Le travail d’Omer Fast, dont on avait découvert en 2006 chez gb agency la vidéo Dogville, consacrée au thème du brouillage des identités et des temporalités, est ancré dans le réel, mais un réel décalé, dont la perception est sans cesse remise en question. L’œuvre de cet Israélien né à Jérusalem, ayant fait ses classes à Boston et New York, et vivant aujourd’hui à Berlin, traduit la distance entre les cultures et le rôle du langage dans l’assimilation des histoires individuelles à l’Histoire collective.
Dans De Grote Boodschap (Le Grand Message, 2007), unique pièce visible dans la galerie, la réalité est tenue à distance par un processus narratif complexe, où les fictions personnelles se mêlent.
Tournée à Mechelen en Belgique avec des acteurs flamands, l’œuvre, d’une durée de vingt-sept minutes, est présentée en boucle. Sans introduction ni conclusion déterminées, le film s’expérimente comme un ruban sans fin. Aussi la narration est-elle appréhendée différemment par chaque spectateur, selon le moment auquel il arrive devant l’écran, à la manière des séries télévisées que l’on prend en cours, mais dont on parvient toujours à reconstituer la trame.
La typologie télévisuelle a également inspiré à Omer Fast la mise en scène frontale, les décors quotidiens coupés dans leur largeur à la manière de la boîte théâtrale, et les dialogues proches de ceux des soap operas américains.
Trois pièces d’appartements contigus sont successivement filmés dans un travelling latéral. Dans chaque espace, des personnages entament un dialogue, chacun des six personnages étant lié à un autre, d’une manière ou d’une autre. L’écriture précise des dialogues entame un jeu complexe sur le langage. A partir de la sérialité de la mise en forme se développe un cycle de causes et de conséquences des événements, difficile à reconstituer.

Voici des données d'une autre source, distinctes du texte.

//! Boundary traits for the remote issue tracker.
//!
//! The two sources use different credentials: issue data is read with
//! an operator-held access token, viewer identity with the claimant's
//! own oauth token. They fail independently and the resolver reports
//! which one failed.

use crate::timeline::IssueTimeline;

/// Failure classes a source must distinguish.
///
/// Anything the resolver cannot map onto a distinguishable class
/// arrives as `Transport` or `Decode` and surfaces as an unknown
/// error.
#[derive(Debug, thiserror::Error)]
pub enum SourceError {
    #[error("resource not found")]
    NotFound,

    #[error("rate limited")]
    RateLimited,

    #[error("unauthorized")]
    Unauthorized,

    #[error("transport failure: {0}")]
    Transport(String),

    #[error("malformed response: {0}")]
    Decode(String),
}

/// Issue data keyed by issue URL, read with the issue-data credential.
pub trait IssueTimelineSource {
    fn fetch(&self, issue_url: &str) -> Result<IssueTimeline, SourceError>;
}

/// The authenticated caller's login, read with the claimant's own
/// oauth credential.
pub trait ViewerIdentitySource {
    fn viewer_login(&self) -> Result<String, SourceError>;
}
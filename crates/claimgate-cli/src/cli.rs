use clap::{Parser, Subcommand};

#[derive(Parser)]
#[command(
    name = "claimgate",
    about = "Claimgate: bounty withdrawal eligibility resolution and claim orchestration",
    version
)]
pub struct Cli {
    #[command(subcommand)]
    pub command: Commands,
}

#[derive(Subcommand)]
pub enum Commands {
    /// Resolve withdrawal eligibility against a timeline and ledger snapshot
    Resolve {
        /// Path to the issue-timeline JSON
        #[arg(long)]
        timeline: String,

        /// Login of the authenticated caller
        #[arg(long)]
        viewer: String,

        /// Path to the ledger snapshot JSON
        #[arg(long)]
        ledger: String,

        /// Payout address for the claim
        #[arg(long)]
        payout: String,

        /// Also submit the claim against the snapshot ledger (dry run)
        #[arg(long)]
        submit: bool,

        /// Output as JSON
        #[arg(long)]
        json: bool,
    },

    /// Extract closing issue references and the tier marker from text
    Extract {
        /// Path to a text file (pull-request body or comment)
        path: String,

        /// Repository owner the references must resolve within
        #[arg(long)]
        owner: String,

        /// Repository name the references must resolve within
        #[arg(long)]
        repo: String,

        /// Output as JSON
        #[arg(long)]
        json: bool,
    },

    /// Derive the deterministic claimant id for a claimant/asset pair
    ClaimantId {
        /// Claimant login
        claimant: String,

        /// Claimant asset (pull-request URL)
        asset: String,

        /// Output as JSON
        #[arg(long)]
        json: bool,
    },

    /// Sign and verify oauth tokens under a shared secret
    Token {
        #[command(subcommand)]
        command: TokenCommands,
    },
}

#[derive(Subcommand)]
pub enum TokenCommands {
    /// Produce a signed token
    Sign {
        /// Bare oauth token
        token: String,

        /// Shared signing secret
        #[arg(long)]
        secret: String,

        /// Output as JSON
        #[arg(long)]
        json: bool,
    },

    /// Verify a signed token and print the bare token
    Verify {
        /// Signed token, with or without the `s:` prefix
        signed: String,

        /// Shared signing secret
        #[arg(long)]
        secret: String,

        /// Output as JSON
        #[arg(long)]
        json: bool,
    },
}
//! Closing-reference and tier-marker extraction.
//!
//! Recognizes the remote tracker's closing-keyword vocabulary
//! (close/closes/closed, fix/fixes/fixed, resolve/resolves/resolved)
//! followed by either a bare `#N` reference or a fully-qualified issue
//! URL, and the `Tier-N-Winner` competition placement marker.

use std::collections::BTreeSet;
use std::sync::OnceLock;

use regex::Regex;

fn closer_re() -> &'static Regex {
    static RE: OnceLock<Regex> = OnceLock::new();
    RE.get_or_init(|| {
        Regex::new(
            r"(?i)\b(?:close[sd]?|fix(?:e[sd])?|resolve[sd]?)\b\s*:?\s*(?:#(\d+)|https?://github\.com/([A-Za-z0-9_.-]+)/([A-Za-z0-9_.-]+)/issues/(\d+))",
        )
        .expect("closer regex must compile")
    })
}

fn tier_re() -> &'static Regex {
    static RE: OnceLock<Regex> = OnceLock::new();
    RE.get_or_init(|| {
        Regex::new(r"(?i)\btier[\s-]*(\d+)[\s-]*winner\b").expect("tier regex must compile")
    })
}

/// Issue numbers the text closes, attributed to `owner`/`repo`.
///
/// Bare `#N` references implicitly target the candidate's own base
/// repository; fully-qualified URLs target the repository named in the
/// URL and count only when it matches the supplied pair. Matching
/// tolerates stray whitespace and newlines between keyword and
/// reference.
pub fn closer_issue_numbers(text: &str, owner: &str, repo: &str) -> BTreeSet<u64> {
    let mut numbers = BTreeSet::new();
    for caps in closer_re().captures_iter(text) {
        if let Some(bare) = caps.get(1) {
            if let Ok(number) = bare.as_str().parse::<u64>() {
                numbers.insert(number);
            }
            continue;
        }
        let (Some(url_owner), Some(url_repo), Some(url_number)) =
            (caps.get(2), caps.get(3), caps.get(4))
        else {
            continue;
        };
        if url_owner.as_str().eq_ignore_ascii_case(owner)
            && url_repo.as_str().eq_ignore_ascii_case(repo)
            && let Ok(number) = url_number.as_str().parse::<u64>()
        {
            numbers.insert(number);
        }
    }
    numbers
}

/// First declared competition placement, 1-indexed as written.
///
/// Callers decrement exactly once before touching contract state.
pub fn tier_placement(text: &str) -> Option<u64> {
    tier_re()
        .captures(text)?
        .get(1)?
        .as_str()
        .parse::<u64>()
        .ok()
        .filter(|place| *place > 0)
}

#[cfg(test)]
mod tests {
    use super::*;

    fn numbers(text: &str) -> BTreeSet<u64> {
        closer_issue_numbers(text, "acme", "widgets")
    }

    #[test]
    fn bare_reference_targets_base_repository() {
        assert!(numbers("Closes #42").contains(&42));
    }

    #[test]
    fn keyword_vocabulary_is_case_insensitive() {
        for text in [
            "closes #1",
            "CLOSED #1",
            "Fixes #1",
            "fix #1",
            "FIXED #1",
            "resolves #1",
            "Resolve #1",
            "resolved: #1",
        ] {
            assert!(numbers(text).contains(&1), "no match for {text:?}");
        }
    }

    #[test]
    fn non_closer_keywords_do_not_match() {
        assert!(numbers("related to #5").is_empty());
        assert!(numbers("addresses #5").is_empty());
        assert!(numbers("this fixture #5").is_empty());
    }

    #[test]
    fn stray_whitespace_and_newlines_are_tolerated() {
        assert!(numbers("Closes\n#517").contains(&517));
        assert!(numbers("fixes   \n\n  #9").contains(&9));
    }

    #[test]
    fn full_url_is_attributed_to_its_own_repository() {
        let same = numbers("Closes https://github.com/acme/widgets/issues/519");
        assert!(same.contains(&519));

        let other = numbers("Closes https://github.com/other/widgets/issues/519");
        assert!(other.is_empty());
    }

    #[test]
    fn one_text_may_close_multiple_issues() {
        let set = numbers("Fixes #1, fixes #2\ncloses https://github.com/acme/widgets/issues/3");
        assert_eq!(set, BTreeSet::from([1, 2, 3]));
    }

    #[test]
    fn tier_marker_is_one_indexed_and_first_match_wins() {
        assert_eq!(tier_placement("Tier-1-Winner"), Some(1));
        assert_eq!(tier_placement("tier 3 winner"), Some(3));
        assert_eq!(tier_placement("Tier-2-Winner then Tier-5-Winner"), Some(2));
        assert_eq!(tier_placement("no placement here"), None);
        assert_eq!(tier_placement("Tier-0-Winner"), None);
    }
}
use claimgate_core::{closer_issue_numbers, tier_placement};
use serde_json::json;

use crate::support::read_text_file_or_exit;

pub fn run(path: String, owner: String, repo: String, json_output: bool) {
    let text = read_text_file_or_exit(&path, "candidate text");
    let closers = closer_issue_numbers(&text, &owner, &repo);
    let placement = tier_placement(&text);

    if json_output {
        let payload = json!({
            "owner": owner,
            "repo": repo,
            "closes": closers,
            "tier_placement": placement,
        });
        println!(
            "{}",
            serde_json::to_string_pretty(&payload).expect("payload should serialize")
        );
        return;
    }

    println!("claimgate extract");
    println!(
        "  Closes: {}",
        if closers.is_empty() {
            "(none)".to_string()
        } else {
            closers
                .iter()
                .map(|number| format!("#{number}"))
                .collect::<Vec<_>>()
                .join(", ")
        }
    );
    println!(
        "  Tier Placement: {}",
        placement.map_or_else(|| "(none)".to_string(), |place| place.to_string())
    );
}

Au cœur de la narration, dans l’appartement situé entre les deux autres, une vieille dame évoque l’histoire familiale, mais ne trouve pas d’oreille attentive : une jeune fille de compagnie, petite amie de son petit-fils, vient constater son lent départ vers la folie ; suit une scène entre la jeune femme et son compagnon, où l’on apprend que la grand-mère est morte, et qu’il faut louer son appartement ; retour dans celui-ci où le jeune homme fait visiter l’appartement à un homme d’origine arabe ; puis, on bascule dans la cuisine d’un jeune couple en proie à la paranoïa. Ceux-ci paraissent versés dans l’éternité puisque leur conversation sur le travail, semble sans fin, sans causes ni conséquences. Ce déroulement narratif est subjectif, comme le seront tous les autres. La vérité n’est nulle part, elle se cache entre les mots des protagonistes.
Omer Fast aborde ainsi l’expérience d’une narration noyée dans les histoires individuelles, où le spectateur, dont les repères sont volontairement brouillés, est amené à reconstituer lui-même les interstices de la mémoire.
Omer Fast
— De Grote Boodschap, 2007, vidéo HD, 27’.